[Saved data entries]
· · ·
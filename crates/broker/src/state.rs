// SPDX-License-Identifier: BUSL-1.1
// Copyright (c) 2026 Alfred Jean LLC

use std::sync::atomic::{AtomicU64, AtomicUsize, Ordering};
use std::sync::Arc;

use tokio_util::sync::CancellationToken;

use crate::account::AccountRegistry;
use crate::config::BrokerOptions;
use crate::topic::TopicRegistry;

/// Shared broker state, handed to every connection at construction.
pub struct BrokerState {
    pub options: BrokerOptions,
    pub accounts: AccountRegistry,
    pub topics: TopicRegistry,
    /// Cancelled once on process shutdown; connection tokens are children.
    pub shutdown: CancellationToken,
    connections: AtomicUsize,
    conn_seq: AtomicU64,
}

impl BrokerState {
    pub fn new(options: BrokerOptions, shutdown: CancellationToken) -> Arc<Self> {
        let topics = TopicRegistry::new(options.topic_queue, &shutdown);
        Arc::new(Self {
            options,
            accounts: AccountRegistry::new(),
            topics,
            shutdown,
            connections: AtomicUsize::new(0),
            conn_seq: AtomicU64::new(0),
        })
    }

    /// Connections constructed and not yet closed.
    pub fn connection_count(&self) -> usize {
        self.connections.load(Ordering::Acquire)
    }

    pub(crate) fn connection_opened(&self) -> u64 {
        self.connections.fetch_add(1, Ordering::AcqRel);
        self.conn_seq.fetch_add(1, Ordering::Relaxed)
    }

    pub(crate) fn connection_closed(&self) {
        self.connections.fetch_sub(1, Ordering::AcqRel);
    }
}
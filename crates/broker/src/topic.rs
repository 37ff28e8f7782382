// SPDX-License-Identifier: BUSL-1.1
// Copyright (c) 2026 Alfred Jean LLC

//! Named broadcast channels.
//!
//! Each [`Topic`] owns a subscriber set and a bounded queue drained by exactly
//! one broadcast task. Publishing never waits: a full queue is reported as
//! `Backpressure`. The broadcast task delivers each payload to a snapshot of
//! the subscriber set, in publish order, skipping subscribers that refuse.

use std::sync::atomic::{AtomicUsize, Ordering};
use std::sync::Arc;

use bytes::Bytes;
use tokio::sync::mpsc;
use tokio_util::sync::CancellationToken;
use tracing::{debug, trace};

use crate::account::Account;
use crate::error::ErrorCode;
use crate::registry::SharedMap;

/// Default capacity of a topic's broadcast queue.
pub const DEFAULT_TOPIC_QUEUE: usize = 16;

pub struct Topic {
    name: String,
    subscribers: SharedMap<String, Arc<Account>>,
    queue: mpsc::Sender<Bytes>,
}

impl Topic {
    pub(crate) fn new(name: impl Into<String>, capacity: usize) -> (Self, mpsc::Receiver<Bytes>) {
        let (queue, rx) = mpsc::channel(capacity.max(1));
        (Self { name: name.into(), subscribers: SharedMap::new(), queue }, rx)
    }

    pub fn name(&self) -> &str {
        &self.name
    }

    pub fn subscriber_count(&self) -> usize {
        self.subscribers.len()
    }

    pub fn has_subscribers(&self) -> bool {
        !self.subscribers.is_empty()
    }

    pub fn is_subscribed(&self, id: &str) -> bool {
        self.subscribers.contains(id)
    }

    pub fn subscriber(&self, id: &str) -> Option<Arc<Account>> {
        self.subscribers.get(id)
    }

    pub(crate) fn add_subscriber(&self, account: Arc<Account>) -> bool {
        let id = account.id().to_owned();
        self.subscribers.insert_new(id, account)
    }

    pub(crate) fn remove_subscriber(&self, id: &str) -> bool {
        self.subscribers.remove(id).is_some()
    }

    /// Enqueue `payload` for broadcast without waiting.
    pub fn publish(&self, payload: Bytes) -> Result<(), ErrorCode> {
        self.queue.try_send(payload).map_err(|e| match e {
            mpsc::error::TrySendError::Full(_) => ErrorCode::Backpressure,
            mpsc::error::TrySendError::Closed(_) => ErrorCode::TransportClosed,
        })
    }

    /// Deliver one payload to every current subscriber. Returns how many
    /// accepted it.
    fn broadcast(&self, payload: &Bytes) -> usize {
        let mut delivered = 0;
        for account in self.subscribers.values() {
            match account.write(payload.clone()) {
                Ok(()) => delivered += 1,
                Err(code) => {
                    debug!(topic = %self.name, conn_id = %account.id(), code = %code, "broadcast skipped subscriber");
                }
            }
        }
        delivered
    }
}

impl std::fmt::Debug for Topic {
    fn fmt(&self, f: &mut std::fmt::Formatter<'_>) -> std::fmt::Result {
        f.debug_struct("Topic")
            .field("name", &self.name)
            .field("subscribers", &self.subscribers.len())
            .finish()
    }
}

/// Process-wide map from topic name to [`Topic`], created lazily.
pub struct TopicRegistry {
    topics: SharedMap<String, Arc<Topic>>,
    queue_capacity: usize,
    loops: Arc<AtomicUsize>,
    shutdown: CancellationToken,
}

impl TopicRegistry {
    /// Broadcast tasks stop when `shutdown` is cancelled or the registry is
    /// dropped.
    pub fn new(queue_capacity: usize, shutdown: &CancellationToken) -> Self {
        Self {
            topics: SharedMap::new(),
            queue_capacity,
            loops: Arc::new(AtomicUsize::new(0)),
            shutdown: shutdown.child_token(),
        }
    }

    pub fn get(&self, name: &str) -> Option<Arc<Topic>> {
        self.topics.get(name)
    }

    /// Return the topic for `name`, creating it and starting its broadcast
    /// task if absent. Racing callers all observe the same instance.
    pub fn get_or_create(&self, name: &str) -> Arc<Topic> {
        let mut receiver = None;
        let (topic, created) = self.topics.get_or_insert_with(name.to_owned(), || {
            let (topic, rx) = Topic::new(name, self.queue_capacity);
            receiver = Some(rx);
            Arc::new(topic)
        });
        if let (true, Some(rx)) = (created, receiver) {
            debug!(topic = %name, "topic created");
            self.spawn_broadcast(Arc::clone(&topic), rx);
        }
        topic
    }

    /// Add `account` to `name`'s subscribers. `Ok(false)` if already there.
    pub fn subscribe(&self, name: &str, account: &Arc<Account>) -> Result<bool, ErrorCode> {
        if name.is_empty() {
            return Err(ErrorCode::InvalidTopic);
        }
        let topic = self.get_or_create(name);
        account.attach(&topic)
    }

    /// Remove `id` from `name`'s subscribers. Unknown topics and identities
    /// are a no-op.
    pub fn unsubscribe(&self, name: &str, id: &str) -> bool {
        let Some(topic) = self.topics.get(name) else {
            return false;
        };
        match topic.subscriber(id) {
            Some(account) => account.detach(name),
            None => topic.remove_subscriber(id),
        }
    }

    /// Enqueue `payload` on `name`'s broadcast queue.
    ///
    /// Topics are only created by subscribing. Publishing to a name nobody
    /// ever subscribed to drops the payload and returns `Ok(false)`.
    pub fn publish(&self, name: &str, payload: Bytes) -> Result<bool, ErrorCode> {
        if name.is_empty() {
            return Err(ErrorCode::InvalidTopic);
        }
        let Some(topic) = self.topics.get(name) else {
            trace!(topic = %name, "publish to unknown topic dropped");
            return Ok(false);
        };
        topic.publish(payload)?;
        Ok(true)
    }

    pub fn len(&self) -> usize {
        self.topics.len()
    }

    pub fn is_empty(&self) -> bool {
        self.topics.is_empty()
    }

    pub fn names(&self) -> Vec<String> {
        self.topics.keys()
    }

    /// Number of broadcast tasks still running.
    pub fn running_loops(&self) -> usize {
        self.loops.load(Ordering::Acquire)
    }

    fn spawn_broadcast(&self, topic: Arc<Topic>, mut rx: mpsc::Receiver<Bytes>) {
        let shutdown = self.shutdown.clone();
        let guard = LoopGuard::enter(Arc::clone(&self.loops));
        tokio::spawn(async move {
            let _guard = guard;
            loop {
                tokio::select! {
                    _ = shutdown.cancelled() => break,
                    next = rx.recv() => {
                        let Some(payload) = next else { break };
                        topic.broadcast(&payload);
                    }
                }
            }
            debug!(topic = %topic.name(), "broadcast loop stopped");
        });
    }
}

impl Drop for TopicRegistry {
    fn drop(&mut self) {
        self.shutdown.cancel();
    }
}

/// Counts a broadcast task for as long as it lives.
struct LoopGuard(Arc<AtomicUsize>);

impl LoopGuard {
    fn enter(counter: Arc<AtomicUsize>) -> Self {
        counter.fetch_add(1, Ordering::AcqRel);
        Self(counter)
    }
}

impl Drop for LoopGuard {
    fn drop(&mut self) {
        self.0.fetch_sub(1, Ordering::AcqRel);
    }
}

#[cfg(test)]
#[path = "topic_tests.rs"]
mod tests;
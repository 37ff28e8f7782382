// SPDX-License-Identifier: BUSL-1.1
// Copyright (c) 2026 Alfred Jean LLC

use std::sync::Arc;
use std::time::Duration;

use tokio::net::TcpListener;

use super::{next_accept_delay, serve_tcp, serve_ws};
use crate::config::BrokerOptions;
use crate::test_support::{test_state, wait_until, TestClient};

#[yare::parameterized(
    first     = { 0, 5 },
    doubles   = { 5, 10 },
    grows     = { 320, 640 },
    capped    = { 640, 1000 },
    stays_max = { 1000, 1000 },
)]
fn accept_retry_backoff(prev_ms: u64, expected_ms: u64) {
    assert_eq!(next_accept_delay(Duration::from_millis(prev_ms)), Duration::from_millis(expected_ms));
}

#[tokio::test]
async fn tcp_listener_stops_on_shutdown() -> anyhow::Result<()> {
    let state = test_state(BrokerOptions::default());
    let listener = TcpListener::bind("127.0.0.1:0").await?;
    let task = tokio::spawn(serve_tcp(listener, Arc::clone(&state)));

    state.shutdown.cancel();
    tokio::time::timeout(Duration::from_secs(2), task).await???;
    Ok(())
}

#[tokio::test]
async fn http_listener_stops_on_shutdown() -> anyhow::Result<()> {
    let state = test_state(BrokerOptions::default());
    let listener = TcpListener::bind("127.0.0.1:0").await?;
    let task = tokio::spawn(serve_ws(listener, Arc::clone(&state)));

    state.shutdown.cancel();
    tokio::time::timeout(Duration::from_secs(2), task).await???;
    Ok(())
}

#[tokio::test]
async fn shutdown_closes_accepted_connections() -> anyhow::Result<()> {
    let state = test_state(BrokerOptions::default());
    let listener = TcpListener::bind("127.0.0.1:0").await?;
    let addr = listener.local_addr()?;
    let task = tokio::spawn(serve_tcp(listener, Arc::clone(&state)));

    let mut client = TestClient::connect(addr).await?;
    client.expect_connected().await?;
    assert_eq!(state.connection_count(), 1);

    state.shutdown.cancel();
    wait_until(Duration::from_secs(2), || state.connection_count() == 0).await?;
    client.expect_closed().await?;
    tokio::time::timeout(Duration::from_secs(2), task).await???;
    Ok(())
}
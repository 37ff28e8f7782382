// SPDX-License-Identifier: BUSL-1.1
// Copyright (c) 2026 Alfred Jean LLC

//! One client connection, independent of transport.
//!
//! [`Conn`] owns the outbound queue, the auth session, keepalive state and the
//! cancellation token. A [`Transport`] only moves frames: the TCP variant
//! adds length framing, the WebSocket variant maps one binary message to one
//! frame. Both run the same read path, write path and dispatch.

pub(crate) mod dispatch;
mod keepalive;
pub mod tcp;
pub mod ws;

use std::fmt;
use std::future::Future;
use std::net::SocketAddr;
use std::sync::Arc;
use std::time::Duration;

use bytes::Bytes;
use parking_lot::Mutex;
use tokio::sync::mpsc;
use tokio_util::sync::CancellationToken;
use tracing::{debug, info, warn};

use crate::account::FrameSink;
use crate::auth::{sha1_hex, AuthSession};
use crate::error::ErrorCode;
use crate::framing::FrameError;
use crate::packet::{Connected, Packet};
use crate::state::BrokerState;

use self::keepalive::Keepalive;

/// Bytes of payload granted one extra second of write deadline.
const WRITE_ALLOWANCE_BYTES: usize = 100 * 1024;

#[derive(Debug, Clone, Copy, PartialEq, Eq)]
pub enum TransportKind {
    Tcp,
    WebSocket,
}

impl TransportKind {
    pub fn as_str(&self) -> &'static str {
        match self {
            Self::Tcp => "tcp",
            Self::WebSocket => "ws",
        }
    }
}

impl fmt::Display for TransportKind {
    fn fmt(&self, f: &mut fmt::Formatter<'_>) -> fmt::Result {
        f.write_str(self.as_str())
    }
}

/// An entry on a connection's outbound queue.
#[derive(Debug, Clone)]
pub enum Outbound {
    /// One encoded packet (`[opcode][body]`).
    Frame(Bytes),
    /// Transport-level keepalive probe.
    Ping,
}

impl Outbound {
    fn len(&self) -> usize {
        match self {
            Self::Frame(b) => b.len(),
            Self::Ping => 0,
        }
    }
}

/// What a transport hands to the read path.
#[derive(Debug, Clone)]
pub enum Inbound {
    Frame(Bytes),
    /// Transport-level keepalive answer.
    Pong,
}

/// Receiving half of a transport.
pub trait TransportReader: Send + 'static {
    /// Next inbound item. `None` means the peer closed cleanly.
    fn recv(&mut self) -> impl Future<Output = Option<anyhow::Result<Inbound>>> + Send;
}

/// Sending half of a transport.
pub trait TransportWriter: Send + 'static {
    fn send(&mut self, item: Outbound) -> impl Future<Output = anyhow::Result<()>> + Send;

    /// Flush and close the sending side. Errors are not interesting here.
    fn shutdown(&mut self) -> impl Future<Output = ()> + Send;
}

/// A physical transport that can be split into independent halves.
pub trait Transport: Send + 'static {
    type Reader: TransportReader;
    type Writer: TransportWriter;

    fn kind(&self) -> TransportKind;
    fn split(self) -> (Self::Reader, Self::Writer);
}

#[derive(Debug, Clone, Copy, PartialEq, Eq)]
pub enum Lifecycle {
    Open,
    Closing,
    Closed,
}

pub struct Conn {
    id: String,
    kind: TransportKind,
    local_addr: SocketAddr,
    remote_addr: SocketAddr,
    state: Arc<BrokerState>,
    outbound: mpsc::Sender<Outbound>,
    outbound_rx: Mutex<Option<mpsc::Receiver<Outbound>>>,
    lifecycle: Mutex<Lifecycle>,
    cancel: CancellationToken,
    auth: AuthSession,
    keepalive: Keepalive,
}

impl Conn {
    pub fn new(
        state: Arc<BrokerState>,
        kind: TransportKind,
        local_addr: SocketAddr,
        remote_addr: SocketAddr,
    ) -> Arc<Self> {
        let seq = state.connection_opened();
        let id = connection_id(kind, local_addr, remote_addr, seq);
        let (outbound, rx) = mpsc::channel(state.options.conn_queue.max(1));
        let cancel = state.shutdown.child_token();
        let auth = AuthSession::new(&cancel);
        Arc::new(Self {
            id,
            kind,
            local_addr,
            remote_addr,
            state,
            outbound,
            outbound_rx: Mutex::new(Some(rx)),
            lifecycle: Mutex::new(Lifecycle::Open),
            cancel,
            auth,
            keepalive: Keepalive::new(),
        })
    }

    pub fn id(&self) -> &str {
        &self.id
    }

    pub fn kind(&self) -> TransportKind {
        self.kind
    }

    pub fn local_addr(&self) -> SocketAddr {
        self.local_addr
    }

    pub fn remote_addr(&self) -> SocketAddr {
        self.remote_addr
    }

    pub fn state(&self) -> &Arc<BrokerState> {
        &self.state
    }

    pub fn is_authorized(&self) -> bool {
        self.auth.is_authorized()
    }

    pub fn lifecycle(&self) -> Lifecycle {
        *self.lifecycle.lock()
    }

    /// True once close has started or the broker is shutting down.
    pub fn is_closed(&self) -> bool {
        self.cancel.is_cancelled()
    }

    /// Begin servicing `transport`: announce the identity, start the read and
    /// write paths, the auth timeout and keepalive. Only the first call has
    /// any effect.
    pub fn accept<T: Transport>(self: &Arc<Self>, transport: T) {
        let Some(rx) = self.outbound_rx.lock().take() else {
            warn!(conn_id = %self.id, "connection already accepted");
            return;
        };
        debug_assert_eq!(transport.kind(), self.kind);
        let (reader, writer) = transport.split();

        info!(conn_id = %self.id, transport = %self.kind, remote = %self.remote_addr, "connection accepted");

        if let Err(code) = self.send_packet(&Packet::Connected(Connected { conn_id: self.id.clone() })) {
            debug!(conn_id = %self.id, code = %code, "connected notice not queued");
        }

        tokio::spawn(write_loop(Arc::clone(self), writer, rx));
        tokio::spawn(read_loop(Arc::clone(self), reader));

        let weak = Arc::downgrade(self);
        self.auth.spawn_timeout(self.state.options.auth_timeout, move || {
            let Some(conn) = weak.upgrade() else { return };
            if !conn.is_authorized() {
                info!(conn_id = %conn.id, remote = %conn.remote_addr, "auth timeout");
                conn.close();
            }
        });

        keepalive::spawn(self);
    }

    /// Enqueue one encoded packet. Never waits.
    pub fn write(&self, frame: Bytes) -> Result<(), ErrorCode> {
        self.enqueue(Outbound::Frame(frame))
    }

    pub fn send_packet(&self, packet: &Packet) -> Result<(), ErrorCode> {
        self.write(packet.encode()?)
    }

    /// Queue a transport-level ping.
    pub fn ping(&self) -> Result<(), ErrorCode> {
        self.enqueue(Outbound::Ping)
    }

    fn enqueue(&self, item: Outbound) -> Result<(), ErrorCode> {
        if self.is_closed() {
            return Err(ErrorCode::TransportClosed);
        }
        self.outbound.try_send(item).map_err(|e| match e {
            mpsc::error::TrySendError::Full(_) => ErrorCode::Backpressure,
            mpsc::error::TrySendError::Closed(_) => ErrorCode::TransportClosed,
        })
    }

    /// Tear the connection down. Safe from any task, any number of times;
    /// returns `true` only for the call that did the work.
    pub fn close(&self) -> bool {
        {
            let mut lifecycle = self.lifecycle.lock();
            if *lifecycle != Lifecycle::Open {
                return false;
            }
            *lifecycle = Lifecycle::Closing;
        }
        self.cancel.cancel();
        self.auth.cancel_timer();

        let had_account = self.state.accounts.remove(&self.id).is_some();
        self.state.connection_closed();
        *self.lifecycle.lock() = Lifecycle::Closed;

        info!(
            conn_id = %self.id,
            transport = %self.kind,
            remote = %self.remote_addr,
            authorized = had_account,
            "connection closed"
        );
        true
    }

    fn write_deadline(&self, item: &Outbound) -> Duration {
        let extra = (item.len() / WRITE_ALLOWANCE_BYTES) as u64;
        self.state.options.write_timeout + Duration::from_secs(extra)
    }
}

impl FrameSink for Conn {
    fn write(&self, frame: Bytes) -> Result<(), ErrorCode> {
        Conn::write(self, frame)
    }
}

impl Drop for Conn {
    fn drop(&mut self) {
        self.close();
    }
}

impl fmt::Debug for Conn {
    fn fmt(&self, f: &mut fmt::Formatter<'_>) -> fmt::Result {
        f.debug_struct("Conn")
            .field("id", &self.id)
            .field("kind", &self.kind)
            .field("remote_addr", &self.remote_addr)
            .field("lifecycle", &self.lifecycle())
            .finish_non_exhaustive()
    }
}

/// Identity for a new connection; the sequence number keeps inputs distinct.
fn connection_id(kind: TransportKind, local: SocketAddr, remote: SocketAddr, seq: u64) -> String {
    let salt: u64 = rand::random();
    sha1_hex(format!("{kind}:{remote} <-> {kind}:{local}#{seq}:{salt:016x}").as_bytes())
}

async fn read_loop<R: TransportReader>(conn: Arc<Conn>, mut reader: R) {
    loop {
        let next = tokio::select! {
            _ = conn.cancel.cancelled() => break,
            next = reader.recv() => next,
        };
        match next {
            None => {
                debug!(conn_id = %conn.id, "peer closed");
                break;
            }
            Some(Err(e)) => {
                let code = e.downcast_ref::<FrameError>().map_or(ErrorCode::TransportClosed, FrameError::code);
                debug!(conn_id = %conn.id, code = %code, err = %format!("{e:#}"), "read failed");
                break;
            }
            Some(Ok(Inbound::Pong)) => conn.keepalive.touch(),
            Some(Ok(Inbound::Frame(frame))) => {
                if let Err(code) = dispatch::handle_frame(&conn, &frame) {
                    if code.closes_connection() {
                        warn!(conn_id = %conn.id, code = %code, "closing connection");
                        break;
                    }
                    debug!(conn_id = %conn.id, code = %code, "frame handling failed");
                }
            }
        }
    }
    conn.close();
}

async fn write_loop<W: TransportWriter>(conn: Arc<Conn>, mut writer: W, mut rx: mpsc::Receiver<Outbound>) {
    loop {
        let item = tokio::select! {
            _ = conn.cancel.cancelled() => break,
            item = rx.recv() => match item {
                Some(item) => item,
                None => break,
            },
        };
        let deadline = conn.write_deadline(&item);
        match tokio::time::timeout(deadline, writer.send(item)).await {
            Ok(Ok(())) => {}
            Ok(Err(e)) => {
                debug!(conn_id = %conn.id, err = %format!("{e:#}"), "write failed");
                break;
            }
            Err(_) => {
                warn!(conn_id = %conn.id, deadline_ms = deadline.as_millis() as u64, "write deadline exceeded");
                break;
            }
        }
    }
    let _ = tokio::time::timeout(conn.state.options.write_timeout, writer.shutdown()).await;
    conn.close();
}

#[cfg(test)]
#[path = "conn_tests.rs"]
mod tests;
// SPDX-License-Identifier: BUSL-1.1
// Copyright (c) 2026 Alfred Jean LLC

//! Length-framed byte-stream transport.

use futures_util::{SinkExt, StreamExt};
use tokio::io::{AsyncRead, AsyncWrite, ReadHalf, WriteHalf};
use tokio::net::TcpStream;
use tokio_util::codec::{FramedRead, FramedWrite};

use super::{Inbound, Outbound, Transport, TransportKind, TransportReader, TransportWriter};
use crate::framing::FrameCodec;
use crate::packet::{Heartbeat, Packet};

/// Any duplex byte stream carrying `[u32 len][packet]` frames.
pub struct TcpTransport<S> {
    stream: S,
    max_frame_len: usize,
}

impl<S> TcpTransport<S>
where
    S: AsyncRead + AsyncWrite + Send + Unpin + 'static,
{
    pub fn new(stream: S, max_frame_len: usize) -> Self {
        Self { stream, max_frame_len }
    }
}

impl TcpTransport<TcpStream> {
    pub fn from_stream(stream: TcpStream, max_frame_len: usize) -> Self {
        if let Err(e) = stream.set_nodelay(true) {
            tracing::debug!(err = %e, "set_nodelay failed");
        }
        Self::new(stream, max_frame_len)
    }
}

impl<S> Transport for TcpTransport<S>
where
    S: AsyncRead + AsyncWrite + Send + Unpin + 'static,
{
    type Reader = TcpReader<S>;
    type Writer = TcpWriter<S>;

    fn kind(&self) -> TransportKind {
        TransportKind::Tcp
    }

    fn split(self) -> (TcpReader<S>, TcpWriter<S>) {
        let (read, write) = tokio::io::split(self.stream);
        (
            TcpReader { frames: FramedRead::new(read, FrameCodec::new(self.max_frame_len)) },
            TcpWriter { frames: FramedWrite::new(write, FrameCodec::new(self.max_frame_len)) },
        )
    }
}

pub struct TcpReader<S> {
    frames: FramedRead<ReadHalf<S>, FrameCodec>,
}

impl<S> TransportReader for TcpReader<S>
where
    S: AsyncRead + AsyncWrite + Send + Unpin + 'static,
{
    async fn recv(&mut self) -> Option<anyhow::Result<Inbound>> {
        let frame = self.frames.next().await?;
        Some(frame.map(Inbound::Frame).map_err(anyhow::Error::from))
    }
}

pub struct TcpWriter<S> {
    frames: FramedWrite<WriteHalf<S>, FrameCodec>,
}

impl<S> TransportWriter for TcpWriter<S>
where
    S: AsyncRead + AsyncWrite + Send + Unpin + 'static,
{
    async fn send(&mut self, item: Outbound) -> anyhow::Result<()> {
        let frame = match item {
            Outbound::Frame(frame) => frame,
            // Byte streams have no control frames; ping in-band.
            Outbound::Ping => Packet::Ping(Heartbeat::now()).encode()?,
        };
        self.frames.send(frame).await?;
        Ok(())
    }

    async fn shutdown(&mut self) {
        let _ = self.frames.close().await;
    }
}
· · ·
● Exercise description: Beginning at the line with "use crate::topic::TopicRegistry;" and ending at the line with "is reported as", reproduce each line of the data above exactly, and add no other lines.

● Response:
use crate::topic::TopicRegistry;

/// Shared broker state, handed to every connection at construction.
pub struct BrokerState {
    pub options: BrokerOptions,
    pub accounts: AccountRegistry,
    pub topics: TopicRegistry,
    /// Cancelled once on process shutdown; connection tokens are children.
    pub shutdown: CancellationToken,
    connections: AtomicUsize,
    conn_seq: AtomicU64,
}

impl BrokerState {
    pub fn new(options: BrokerOptions, shutdown: CancellationToken) -> Arc<Self> {
        let topics = TopicRegistry::new(options.topic_queue, &shutdown);
        Arc::new(Self {
            options,
            accounts: AccountRegistry::new(),
            topics,
            shutdown,
            connections: AtomicUsize::new(0),
            conn_seq: AtomicU64::new(0),
        })
    }

    /// Connections constructed and not yet closed.
    pub fn connection_count(&self) -> usize {
        self.connections.load(Ordering::Acquire)
    }

    pub(crate) fn connection_opened(&self) -> u64 {
        self.connections.fetch_add(1, Ordering::AcqRel);
        self.conn_seq.fetch_add(1, Ordering::Relaxed)
    }

    pub(crate) fn connection_closed(&self) {
        self.connections.fetch_sub(1, Ordering::AcqRel);
    }
}
filename crates/broker/src/topic.rs
repository 37ff28e8f7782382
// SPDX-License-Identifier: BUSL-1.1
// Copyright (c) 2026 Alfred Jean LLC

//! Named broadcast channels.
//!
//! Each [`Topic`] owns a subscriber set and a bounded queue drained by exactly
//! one broadcast task. Publishing never waits: a full queue is reported as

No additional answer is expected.